Didn’t it feel like the end of the world?

Yes it did! It was perfect for the movie, but not for making it easy to shoot. But we kept shooting anyway and finally it worked out. It was a mixture of a Greek crew and a Canadian crew, and that mixture worked really well. We really ended up having great affection for each other.

Weren’t you initially planning to shoot the film in Toronto?

Yes, I had written it 20 years ago thinking of Toronto, my hometown, but as it turned out, it was never going to be possible to shoot in Toronto because of money, which is the usual thing. So we looked around the world to see what cities were offering rebates or government assistance or investment and to our surprise, Athens, which had never done this before, both the city and Greece, the country, were very aggressively pursuing productions, wanting productions to come to Greece, and they offered a 40% investment.

How did this change of location impact the film?

It brought the texture, the sea, the light, the graffiti, all of that is in the film. And I love that. I embraced Greece and Athens totally. I completely embraced being there, and so did the actors and the crew. We weren’t trying to make it look like a North American city because from the way the script is, there’s a great possibility for strange, interesting changes being this kind of alternate universe of some place. So it could be Toronto 200 years from now or something.

In the opening scene a child is murdered by his mother. That sounds like a Greek tragedy.

Yes, and that is crucial scene. It’s not a shock scene. It’s a crucial event that is the motor of the whole movie but it’s done with, I think, some beauty and emotion. And yes, there’s a lot in the movie that is like a Greek tragedy, actually. And it’s not just because we’re shooting in Greece, the birthplace of tragedy but because it’s in the script, basically.

The movie sounds like it has some existential themes that seem timely.

I’m not really saying anything in the sense of a message or a warning or a prophecy.
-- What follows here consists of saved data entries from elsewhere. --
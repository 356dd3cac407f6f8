pub mod charge_router;
pub mod contract_router;
pub mod customer_router;
pub mod facture_router;
pub mod fleet_router;
pub mod incident_router;
pub mod payment_router;
pub mod reservation_router;
pub mod user_router;
pub mod vehicle_router;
That’s not what happens. What happens is that I say I’ve had these images in my head, these characters. There are some things that I find disturbing, some things that I find very beautiful and strange. And so I say to you, the audience, I’m going to show these things to you and see what you think and see how you react, because I don’t have answers to questions and I don’t have an agenda that I’m trying to place with an audience. This is not a political film in the sense of there is the element, for example, of climate change. It’s technically a big part of the movie, but this is not a climate change movie. It’s not like a Leo DiCaprio movie warning people about climate change that is in the film. But if you’re not interested in that, it doesn’t mean that the film is of no interest because it’s only a small part of what the film is about. It’s a love story as well, but it’s a very strange love story.

Is it true that you wrote the script more than 20 years ago?

It’s amazing to me. But the funny thing is and I’ve said this before, of course, but when you’re directing, it doesn’t matter who wrote the script. You are trying to make the script work. And even if it’s your own script, it’s as though it’s somebody else’s script. I often say ‘who wrote this? how did he or she manage to write this stupid thing that I can’t actually make happen? We have to change it!’ And if it’s me, if it’s my script, I say the same thing I tell the actors, ‘ignore the stupid, crazy screenwriter! Just pay attention to me, the director!’

Now, did you change the script when you decided to make the film or was it only one draft?

The script did get transformed by the fact that we were shooting in Athens. It did get transformed by the fact that I had actors that I didn’t know I would have. For example, I hadn’t worked with Viggo when I wrote the script, so I never had him in my mind for a role. So the script gets transformed when you’re making the movie. But that always happens, though. So it didn’t really matter that it was written 20 years ago and it didn’t really matter that it was written by me.

Do you allow for any improvisation on set?

No, nobody improvises in the sense of dialogue. I don’t ask my actors to be screenwriters. That’s a really special talent. Very few actors have that talent of improvisation. John Cassavetes used to do that, but the whole movie has to be set up for improvisation. But what we do is I work with the actors on the choreography of the scene. I ask, for instance, ‘How do you move around the set? Where do you say the dialogue?’ And so there’s a big collaboration with the actors that way in the choreography and the way the lines are delivered. And that’s why I never do storyboards, because there’s a lot of young directors who do it, who love storyboards.

How is it to work with Viggo Mortensen whom you’ve directed in two movies before?

When you get Viggo, you don’t just get an actor, he’s a director now. He’s actually directed me as an actor. He made a film called “Falling,” which he shot in Toronto and I am acting in it in one scene. It’s fun to reverse roles. But Viggo is also a poet, a musician, a publisher, photographer. And so we really collaborate in many ways, but mostly still because he is an actor in the film.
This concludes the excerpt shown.